(Beginning of Data for the task)

use crate::abstract_trait::product::{
    repository::DynProductQueryRepository, service::ProductQueryServiceTrait,
};
use anyhow::Result;
use async_trait::async_trait;
use opentelemetry::KeyValue;
use prometheus_client::registry::Registry;
use shared::{
    domain::{
        requests::FindAllProducts,
        responses::{ApiResponse, ProductResponse},
    },
    errors::ServiceError,
    utils::{Method, Metrics, ServiceTelemetry},
};
use tracing::{error, info};

#[derive(Clone)]
pub struct ProductQueryService {
    query: DynProductQueryRepository,
    telemetry: ServiceTelemetry,
}

impl ProductQueryService {
    pub fn new(query: DynProductQueryRepository, registry: &mut Registry) -> Result<Self> {
        let metrics = Metrics::new();
        metrics.register(registry, "product_query_service", "ProductQueryService");

        Ok(Self {
            query,
            telemetry: ServiceTelemetry::new("product-query-service", metrics),
        })
    }
}

#[async_trait]
impl ProductQueryServiceTrait for ProductQueryService {
    async fn find_all(
        &self,
        req: &FindAllProducts,
    ) -> Result<ApiResponse<Vec<ProductResponse>>, ServiceError> {
        let name = req.name_filter();
        info!("🔍 Listing products | name filter: {:?}", name);

        let tracing_ctx = self.telemetry.start_tracing(
            "FindAllProducts",
            vec![
                KeyValue::new("component", "product"),
                KeyValue::new("name_filter", name.unwrap_or_default().to_string()),
            ],
        );

        let products = match self.query.find_all(name).await {
            Ok(products) => products,
            Err(e) => {
                error!("❌ Failed to list products: {e:?}");
                self.telemetry.complete_tracing_error(
                    &tracing_ctx,
                    Method::Get,
                    "Failed to list products",
                );
                return Err(ServiceError::Repo(e));
            }
        };

        let data: Vec<ProductResponse> = products.into_iter().map(ProductResponse::from).collect();

        self.telemetry.complete_tracing_success(
            &tracing_ctx,
            Method::Get,
            &format!("Found {} products", data.len()),
        );

        Ok(ApiResponse::success("Products retrieved successfully", data))
    }

    async fn find_by_id(&self, id: &str) -> Result<ApiResponse<ProductResponse>, ServiceError> {
        info!("🆔 Fetching product by ID: {id}");

        let tracing_ctx = self.telemetry.start_tracing(
            "FindProductById",
            vec![
                KeyValue::new("component", "product"),
                KeyValue::new("product.id", id.to_string()),
            ],
        );

        match self.query.find_by_id(id).await {
            Ok(Some(product)) => {
                self.telemetry.complete_tracing_success(
                    &tracing_ctx,
                    Method::Get,
                    "Product retrieved successfully",
                );
                Ok(ApiResponse::success(
                    "Product retrieved successfully",
                    ProductResponse::from(product),
                ))
            }
            Ok(None) => {
                self.telemetry.complete_tracing_error(
                    &tracing_ctx,
                    Method::Get,
                    "Product not found",
                );
                Err(ServiceError::NotFound(format!(
                    "Product with ID {id} not found"
                )))
            }
            Err(e) => {
                error!("❌ Failed to fetch product {id}: {e:?}");
                self.telemetry.complete_tracing_error(
                    &tracing_ctx,
                    Method::Get,
                    "Failed to fetch product",
                );
                Err(ServiceError::Repo(e))
            }
        }
    }
}

#[cfg(test)]
mod tests {
    use super::*;
    use crate::{
        abstract_trait::product::repository::ProductCommandRepositoryTrait,
        repository::memory::InMemoryCatalog,
    };
    use shared::domain::requests::CreateProductRequest;
    use std::sync::Arc;

    fn create(name: &str) -> CreateProductRequest {
        CreateProductRequest {
            name: name.into(),
            qty: 1,
            price: 10.0,
            photo: format!("{name}.jpg"),
            category_ids: None,
        }
    }

    fn service(repo: &InMemoryCatalog) -> ProductQueryService {
        ProductQueryService::new(Arc::new(repo.clone()), &mut Registry::default()).unwrap()
    }

    #[tokio::test]
    async fn name_filter_is_a_case_sensitive_substring() {
        let repo = InMemoryCatalog::new();
        repo.create_product(&create("Smartphone")).await.unwrap();
        repo.create_product(&create("Laptop")).await.unwrap();
        let service = service(&repo);

        let smart = service
            .find_all(&FindAllProducts {
                name: Some("Smart".into()),
            })
            .await
            .unwrap();
        let names: Vec<&str> = smart.data.iter().map(|p| p.name.as_str()).collect();
        assert_eq!(names, ["Smartphone"]);

        let lower = service
            .find_all(&FindAllProducts {
                name: Some("smart".into()),
            })
            .await
            .unwrap();
        assert!(lower.data.is_empty());
    }

    #[tokio::test]
    async fn no_or_empty_filter_lists_everything_in_creation_order() {
        let repo = InMemoryCatalog::new();
        repo.create_product(&create("Smartphone")).await.unwrap();
        repo.create_product(&create("Laptop")).await.unwrap();
        let service = service(&repo);

        for req in [
            FindAllProducts::default(),
            FindAllProducts {
                name: Some(String::new()),
            },
        ] {
            let all = service.find_all(&req).await.unwrap();
            let names: Vec<&str> = all.data.iter().map(|p| p.name.as_str()).collect();
            assert_eq!(names, ["Smartphone", "Laptop"]);
        }
    }

    #[tokio::test]
    async fn missing_product_is_not_found() {
        let service = service(&InMemoryCatalog::new());

        let err = service.find_by_id("missing").await.unwrap_err();

        assert!(
            matches!(err, ServiceError::NotFound(ref msg) if msg == "Product with ID missing not found")
        );
    }
}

(End of Data for the task)

Each line of the material must be restated exactly.

## Reply to the task:
use crate::abstract_trait::product::{
    repository::DynProductQueryRepository, service::ProductQueryServiceTrait,
};
use anyhow::Result;
use async_trait::async_trait;
use opentelemetry::KeyValue;
use prometheus_client::registry::Registry;
use shared::{
    domain::{
        requests::FindAllProducts,
        responses::{ApiResponse, ProductResponse},
    },
    errors::ServiceError,
    utils::{Method, Metrics, ServiceTelemetry},
};
use tracing::{error, info};

#[derive(Clone)]
pub struct ProductQueryService {
    query: DynProductQueryRepository,
    telemetry: ServiceTelemetry,
}

impl ProductQueryService {
    pub fn new(query: DynProductQueryRepository, registry: &mut Registry) -> Result<Self> {
        let metrics = Metrics::new();
        metrics.register(registry, "product_query_service", "ProductQueryService");

        Ok(Self {
            query,
            telemetry: ServiceTelemetry::new("product-query-service", metrics),
        })
    }
}

#[async_trait]
impl ProductQueryServiceTrait for ProductQueryService {
    async fn find_all(
        &self,
        req: &FindAllProducts,
    ) -> Result<ApiResponse<Vec<ProductResponse>>, ServiceError> {
        let name = req.name_filter();
        info!("🔍 Listing products | name filter: {:?}", name);

        let tracing_ctx = self.telemetry.start_tracing(
            "FindAllProducts",
            vec![
                KeyValue::new("component", "product"),
                KeyValue::new("name_filter", name.unwrap_or_default().to_string()),
            ],
        );

        let products = match self.query.find_all(name).await {
            Ok(products) => products,
            Err(e) => {
                error!("❌ Failed to list products: {e:?}");
                self.telemetry.complete_tracing_error(
                    &tracing_ctx,
                    Method::Get,
                    "Failed to list products",
                );
                return Err(ServiceError::Repo(e));
            }
        };

        let data: Vec<ProductResponse> = products.into_iter().map(ProductResponse::from).collect();

        self.telemetry.complete_tracing_success(
            &tracing_ctx,
            Method::Get,
            &format!("Found {} products", data.len()),
        );

        Ok(ApiResponse::success("Products retrieved successfully", data))
    }

    async fn find_by_id(&self, id: &str) -> Result<ApiResponse<ProductResponse>, ServiceError> {
        info!("🆔 Fetching product by ID: {id}");

        let tracing_ctx = self.telemetry.start_tracing(
            "FindProductById",
            vec![
                KeyValue::new("component", "product"),
                KeyValue::new("product.id", id.to_string()),
            ],
        );

        match self.query.find_by_id(id).await {
            Ok(Some(product)) => {
                self.telemetry.complete_tracing_success(
                    &tracing_ctx,
                    Method::Get,
                    "Product retrieved successfully",
                );
                Ok(ApiResponse::success(
                    "Product retrieved successfully",
                    ProductResponse::from(product),
                ))
            }
            Ok(None) => {
                self.telemetry.complete_tracing_error(
                    &tracing_ctx,
                    Method::Get,
                    "Product not found",
                );
                Err(ServiceError::NotFound(format!(
                    "Product with ID {id} not found"
                )))
            }
            Err(e) => {
                error!("❌ Failed to fetch product {id}: {e:?}");
                self.telemetry.complete_tracing_error(
                    &tracing_ctx,
                    Method::Get,
                    "Failed to fetch product",
                );
                Err(ServiceError::Repo(e))
            }
        }
    }
}

#[cfg(test)]
mod tests {
    use super::*;
    use crate::{
        abstract_trait::product::repository::ProductCommandRepositoryTrait,
        repository::memory::InMemoryCatalog,
    };
    use shared::domain::requests::CreateProductRequest;
    use std::sync::Arc;

    fn create(name: &str) -> CreateProductRequest {
        CreateProductRequest {
            name: name.into(),
            qty: 1,
            price: 10.0,
            photo: format!("{name}.jpg"),
            category_ids: None,
        }
    }

    fn service(repo: &InMemoryCatalog) -> ProductQueryService {
        ProductQueryService::new(Arc::new(repo.clone()), &mut Registry::default()).unwrap()
    }

    #[tokio::test]
    async fn name_filter_is_a_case_sensitive_substring() {
        let repo = InMemoryCatalog::new();
        repo.create_product(&create("Smartphone")).await.unwrap();
        repo.create_product(&create("Laptop")).await.unwrap();
        let service = service(&repo);

        let smart = service
            .find_all(&FindAllProducts {
                name: Some("Smart".into()),
            })
            .await
            .unwrap();
        let names: Vec<&str> = smart.data.iter().map(|p| p.name.as_str()).collect();
        assert_eq!(names, ["Smartphone"]);

        let lower = service
            .find_all(&FindAllProducts {
                name: Some("smart".into()),
            })
            .await
            .unwrap();
        assert!(lower.data.is_empty());
    }

    #[tokio::test]
    async fn no_or_empty_filter_lists_everything_in_creation_order() {
        let repo = InMemoryCatalog::new();
        repo.create_product(&create("Smartphone")).await.unwrap();
        repo.create_product(&create("Laptop")).await.unwrap();
        let service = service(&repo);

        for req in [
            FindAllProducts::default(),
            FindAllProducts {
                name: Some(String::new()),
            },
        ] {
            let all = service.find_all(&req).await.unwrap();
            let names: Vec<&str> = all.data.iter().map(|p| p.name.as_str()).collect();
            assert_eq!(names, ["Smartphone", "Laptop"]);
        }
    }

    #[tokio::test]
    async fn missing_product_is_not_found() {
        let service = service(&InMemoryCatalog::new());

        let err = service.find_by_id("missing").await.unwrap_err();

        assert!(
            matches!(err, ServiceError::NotFound(ref msg) if msg == "Product with ID missing not found")
        );
    }
}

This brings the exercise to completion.